Stephen Dank, the former Essendon sports scientist accused of providing banned drugs to club players, has lashed out at AFL Anti-Doping Tribunal Chairman David Jones just before a judgment in his case is expected to be handed down.
Jones, a former county court judge, discovered in the decision clearing 34 current and former Essendon players of doping that evidence from Stephen Dank was unreliable. Dank is presently facing more than a dozen anti-doping charges and said he has not contributed any evidence in the case and did not attend the tribunal hearings.
AFL Anti-Doping Tribunal recently cleared 34 past and present players on the grounds that paperwork outlining what they had been given in 2011 and '12 was missing.
Dank has been urged by Australian Sports Anti-Doping Authority chief Ben McDevitt to deliver his records but Dank remarked he left all information with the club when he was sacked. The sports scientist remarked he was forced to initially keep manual records. Dank added records kept by anti-ageing clinics Skinovate and Hypermed, where the players received treatment and had been injected, had been handed to the Australian Sports Anti-Doping Authority.
Dank also claimed Bombers club doctor Bruce Reid endorsed the initial player blood tests and said AFL integrity officer Brett Clothier did not acted after his discussion about peptides with Coach James Hird in 2011. Dank denied claims Reid had been "marginalized" and said certainly the indications while he was there was that he was. Stephen Dank also said and one thing that has really struck him since he left Essendon that every person who has been involved in this investigation has come out with all sorts of statements after he left.
The Essendon club has remarked that AFL had forensic accounting firm Deloitte seize every computer hard drive and other records at the club as soon as it was discovered it had reported its supplements program.
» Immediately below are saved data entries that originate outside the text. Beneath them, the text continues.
//! HTTP payment gateway client
//!
//! Reqwest-based `PaymentProvider` implementation for gateways that use the
//! header-signed request scheme: an HMAC-SHA256 over a canonical string of
//! client id, request id, timestamp, request path, and (for bodies) a SHA-256
//! digest. All outbound calls carry an explicit timeout and surface
//! `Timeout` instead of hanging.

use async_trait::async_trait;
use base64::engine::general_purpose::STANDARD as BASE64;
use base64::Engine as _;
use hmac::{Hmac, Mac};
use sha2::{Digest, Sha256};
use std::time::Duration;
use time::format_description::well_known::Rfc3339;
use time::OffsetDateTime;
use uuid::Uuid;

use crate::error::{PaymentError, PaymentResult};
use crate::provider::{
    parse_envelope, CompletionEvent, CreatePaymentRequest, HostedPayment, PaymentProvider,
    ProviderStatus,
};

type HmacSha256 = Hmac<Sha256>;

const DEFAULT_TIMEOUT_SECS: u64 = 5;
const CHECKOUT_PATH: &str = "/checkout/v1/payment";
const STATUS_PATH_PREFIX: &str = "/orders/v1/status";

/// Gateway credentials and endpoints.
#[derive(Debug, Clone)]
pub struct GatewayConfig {
    /// Provider name recorded on intents (e.g. "doku", "midtrans").
    pub provider_name: String,
    pub base_url: String,
    pub client_id: String,
    pub secret_key: String,
    /// Per-call deadline for provider HTTP requests.
    pub timeout: Duration,
}

impl GatewayConfig {
    /// Load gateway credentials from the environment. Secrets are supplied
    /// as opaque configuration values, never hard-coded.
    pub fn from_env() -> PaymentResult<Self> {
        let require = |key: &str| {
            std::env::var(key)
                .map_err(|_| PaymentError::Config(format!("{} must be set", key)))
        };

        let timeout_secs = std::env::var("GATEWAY_TIMEOUT_SECS")
            .ok()
            .and_then(|v| v.parse().ok())
            .unwrap_or(DEFAULT_TIMEOUT_SECS);

        Ok(Self {
            provider_name: std::env::var("GATEWAY_PROVIDER_NAME")
                .unwrap_or_else(|_| "gateway".to_string()),
            base_url: require("GATEWAY_BASE_URL")?,
            client_id: require("GATEWAY_CLIENT_ID")?,
            secret_key: require("GATEWAY_SECRET_KEY")?,
            timeout: Duration::from_secs(timeout_secs),
        })
    }
}

/// HTTP gateway client.
pub struct HttpGateway {
    config: GatewayConfig,
    client: reqwest::Client,
}

impl HttpGateway {
    pub fn new(config: GatewayConfig) -> PaymentResult<Self> {
        let client = reqwest::Client::builder()
            .timeout(config.timeout)
            .build()
            .map_err(|e| PaymentError::Config(format!("failed to build http client: {}", e)))?;
        Ok(Self { config, client })
    }

    fn signed_headers(&self, path: &str, body: Option<&str>) -> Vec<(&'static str, String)> {
        let request_id = Uuid::new_v4().to_string();
        let timestamp = OffsetDateTime::now_utc()
            .replace_nanosecond(0)
            .unwrap_or_else(|_| OffsetDateTime::now_utc())
            .format(&Rfc3339)
            .unwrap_or_default();

        let signature = sign_request(
            &self.config.secret_key,
            &self.config.client_id,
            &request_id,
            &timestamp,
            path,
            body,
        );

        vec![
            ("Client-Id", self.config.client_id.clone()),
            ("Request-Id", request_id),
            ("Request-Timestamp", timestamp),
            ("Signature", signature),
        ]
    }

    async fn read_json(response: reqwest::Response) -> PaymentResult<serde_json::Value> {
        let status = response.status();
        if !status.is_success() {
            let body = response.text().await.unwrap_or_default();
            return Err(PaymentError::ProviderUnavailable(format!(
                "gateway returned {}: {}",
                status,
                body.chars().take(200).collect::<String>()
            )));
        }
        response
            .json()
            .await
            .map_err(|e| PaymentError::ProviderUnavailable(format!("unparseable response: {}", e)))
    }
}

/// Build the `Signature` header value over the canonical request string.
///
/// Canonical form (newline-joined, `Digest` only when a body is present):
/// `Client-Id:{id}`, `Request-Id:{rid}`, `Request-Timestamp:{ts}`,
/// `Request-Target:{path}`, `Digest:{base64(sha256(body))}`.
pub fn sign_request(
    secret_key: &str,
    client_id: &str,
    request_id: &str,
    timestamp: &str,
    path: &str,
    body: Option<&str>,
) -> String {
    let mut canonical = format!(
        "Client-Id:{}\nRequest-Id:{}\nRequest-Timestamp:{}\nRequest-Target:{}",
        client_id, request_id, timestamp, path
    );
    if let Some(body) = body {
        let digest = BASE64.encode(Sha256::digest(body.as_bytes()));
        canonical.push_str(&format!("\nDigest:{}", digest));
    }

    let mut mac = match HmacSha256::new_from_slice(secret_key.as_bytes()) {
        Ok(mac) => mac,
        Err(_) => return String::new(),
    };
    mac.update(canonical.as_bytes());
    format!("HMACSHA256={}", BASE64.encode(mac.finalize().into_bytes()))
}

/// First string value found at any of the candidate JSON pointer paths.
fn extract_str(value: &serde_json::Value, pointers: &[&str]) -> Option<String> {
    pointers
        .iter()
        .find_map(|p| value.pointer(p).and_then(|v| v.as_str()))
        .map(String::from)
}

#[async_trait]
impl PaymentProvider for HttpGateway {
    fn name(&self) -> &str {
        &self.config.provider_name
    }

    async fn create_payment(
        &self,
        request: &CreatePaymentRequest,
    ) -> PaymentResult<HostedPayment> {
        let body = serde_json::to_string(request)
            .map_err(|e| PaymentError::Internal(format!("serialize payment request: {}", e)))?;
        let url = format!("{}{}", self.config.base_url, CHECKOUT_PATH);

        let mut builder = self
            .client
            .post(&url)
            .header("Content-Type", "application/json")
            .body(body.clone());
        for (name, value) in self.signed_headers(CHECKOUT_PATH, Some(&body)) {
            builder = builder.header(name, value);
        }

        let value = Self::read_json(builder.send().await?).await?;

        // Gateways disagree on nesting; accept the shapes we have seen.
        let payment_url = extract_str(&value, &["/payment/url", "/payment_url", "/checkout_url"])
            .ok_or_else(|| {
                PaymentError::ProviderUnavailable(
                    "gateway response carries no payment url".to_string(),
                )
            })?;
        let reference = extract_str(&value, &["/order/reference", "/reference", "/transaction_id"]);

        tracing::info!(
            provider = %self.config.provider_name,
            has_reference = reference.is_some(),
            "Hosted payment link created"
        );

        Ok(HostedPayment {
            payment_url,
            reference,
        })
    }

    async fn query_status(&self, invoice_number: &str) -> PaymentResult<ProviderStatus> {
        let path = format!("{}/{}", STATUS_PATH_PREFIX, invoice_number);
        let url = format!("{}{}", self.config.base_url, path);

        let mut builder = self.client.get(&url);
        for (name, value) in self.signed_headers(&path, None) {
            builder = builder.header(name, value);
        }

        let value = Self::read_json(builder.send().await?).await?;

        let status = extract_str(&value, &["/transaction/status", "/status"])
            .ok_or_else(|| {
                PaymentError::ProviderUnavailable(
                    "gateway status response carries no status field".to_string(),
                )
            })?
            .to_ascii_uppercase();

        Ok(match status.as_str() {
            "SUCCESS" | "PAID" | "SETTLED" | "SETTLEMENT" | "CAPTURE" => ProviderStatus::Success,
            // Everything short of settled is pending to the poll path; it
            // never marks an intent failed from a transient answer.
            _ => ProviderStatus::Pending,
        })
    }

    fn parse_webhook(&self, body: &str) -> PaymentResult<Option<CompletionEvent>> {
        parse_envelope(body)
    }
}

#[cfg(test)]
mod tests {
    use super::*;

    fn test_gateway(base_url: &str) -> HttpGateway {
        HttpGateway::new(GatewayConfig {
            provider_name: "testpay".to_string(),
            base_url: base_url.to_string(),
            client_id: "CLIENT-123".to_string(),
            secret_key: "gateway-secret".to_string(),
            timeout: Duration::from_secs(2),
        })
        .unwrap()
    }

    #[test]
    fn canonical_signature_is_deterministic() {
        let a = sign_request("sk", "cid", "rid", "2024-01-01T00:00:00Z", "/orders/v1/status/INV-1", None);
        let b = sign_request("sk", "cid", "rid", "2024-01-01T00:00:00Z", "/orders/v1/status/INV-1", None);
        assert_eq!(a, b);
        assert!(a.starts_with("HMACSHA256="));
    }

    #[test]
    fn body_digest_changes_signature() {
        let without = sign_request("sk", "cid", "rid", "ts", "/checkout/v1/payment", None);
        let with = sign_request("sk", "cid", "rid", "ts", "/checkout/v1/payment", Some("{}"));
        assert_ne!(without, with);
    }

    #[tokio::test]
    async fn create_payment_extracts_url_and_reference() {
        let mut server = mockito::Server::new_async().await;
        let mock = server
            .mock("POST", "/checkout/v1/payment")
            .match_header("Client-Id", "CLIENT-123")
            .with_status(200)
            .with_body(r#"{"payment":{"url":"https://pay.example/x"},"order":{"reference":"REF-9"}}"#)
            .create_async()
            .await;

        let gateway = test_gateway(&server.url());
        let hosted = gateway
            .create_payment(&CreatePaymentRequest {
                name: "Budi".to_string(),
                email: "budi@example.com".to_string(),
                amount: 350_000,
                mobile: "0812000".to_string(),
                redirect_url: "https://app.example/return".to_string(),
                description: "Quota top-up INV-1-X".to_string(),
            })
            .await
            .unwrap();

        mock.assert_async().await;
        assert_eq!(hosted.payment_url, "https://pay.example/x");
        assert_eq!(hosted.reference.as_deref(), Some("REF-9"));
    }

    #[tokio::test]
    async fn missing_payment_url_is_provider_unavailable() {
        let mut server = mockito::Server::new_async().await;
        server
            .mock("POST", "/checkout/v1/payment")
            .with_status(200)
            .with_body(r#"{"order":{"reference":"REF-9"}}"#)
            .create_async()
            .await;

        let gateway = test_gateway(&server.url());
        let err = gateway
            .create_payment(&CreatePaymentRequest {
                name: "Budi".to_string(),
                email: "budi@example.com".to_string(),
                amount: 100_000,
                mobile: String::new(),
                redirect_url: "https://app.example/return".to_string(),
                description: "Quota top-up".to_string(),
            })
            .await
            .unwrap_err();
        assert!(matches!(err, PaymentError::ProviderUnavailable(_)));
    }

    #[tokio::test]
    async fn status_query_maps_settled_and_pending() {
        let mut server = mockito::Server::new_async().await;
        server
            .mock("GET", "/orders/v1/status/INV-1-A")
            .with_status(200)
            .with_body(r#"{"transaction":{"status":"SETTLED"}}"#)
            .create_async()
            .await;
        server
            .mock("GET", "/orders/v1/status/INV-1-B")
            .with_status(200)
            .with_body(r#"{"transaction":{"status":"AUTHORIZING"}}"#)
            .create_async()
            .await;

        let gateway = test_gateway(&server.url());
        assert_eq!(
            gateway.query_status("INV-1-A").await.unwrap(),
            ProviderStatus::Success
        );
        assert_eq!(
            gateway.query_status("INV-1-B").await.unwrap(),
            ProviderStatus::Pending
        );
    }

    #[tokio::test]
    async fn gateway_5xx_is_provider_unavailable() {
        let mut server = mockito::Server::new_async().await;
        server
            .mock("GET", "/orders/v1/status/INV-1-C")
            .with_status(503)
            .with_body("upstream down")
            .create_async()
            .await;

        let gateway = test_gateway(&server.url());
        let err = gateway.query_status("INV-1-C").await.unwrap_err();
        assert!(matches!(err, PaymentError::ProviderUnavailable(_)));
        assert!(err.is_retryable());
    }
}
The sports scientist remarked he finds the statement by Jones saying that the evidence provided by Dank is dishonest as laughable. Dank said he had not provided any evidence and called for a senate or judicial inquiry into handling of the saga by the Australian Sports Anti-Doping Authority (ASADA).
Dank admitted that he administered permitted Thymomodulin and not banned Thymosin Beta-4 to Essendon players. The former sports scientist reiterated his intention to sue the ASADA and Australian Football League (AFL) for defamation. He added that he did not want to cooperate with inquiry conducted by ASADA as it had been corrupted and did not contest his case at the tribunal since he wanted the facts tested in a court of law.
Stephen Dank also rejected claims that there was no or little recording of what was injected into the Essendon players by saying we kept quite a deal of paperwork, for want of a better term, at the football club. He went on to add that particular paperwork was crucial to the management of the program and he left them with Essendon on the day he left the football club and added it is the property of Essendon. Dank also said they have obviously somehow disintegrated, because those records were intact and complete.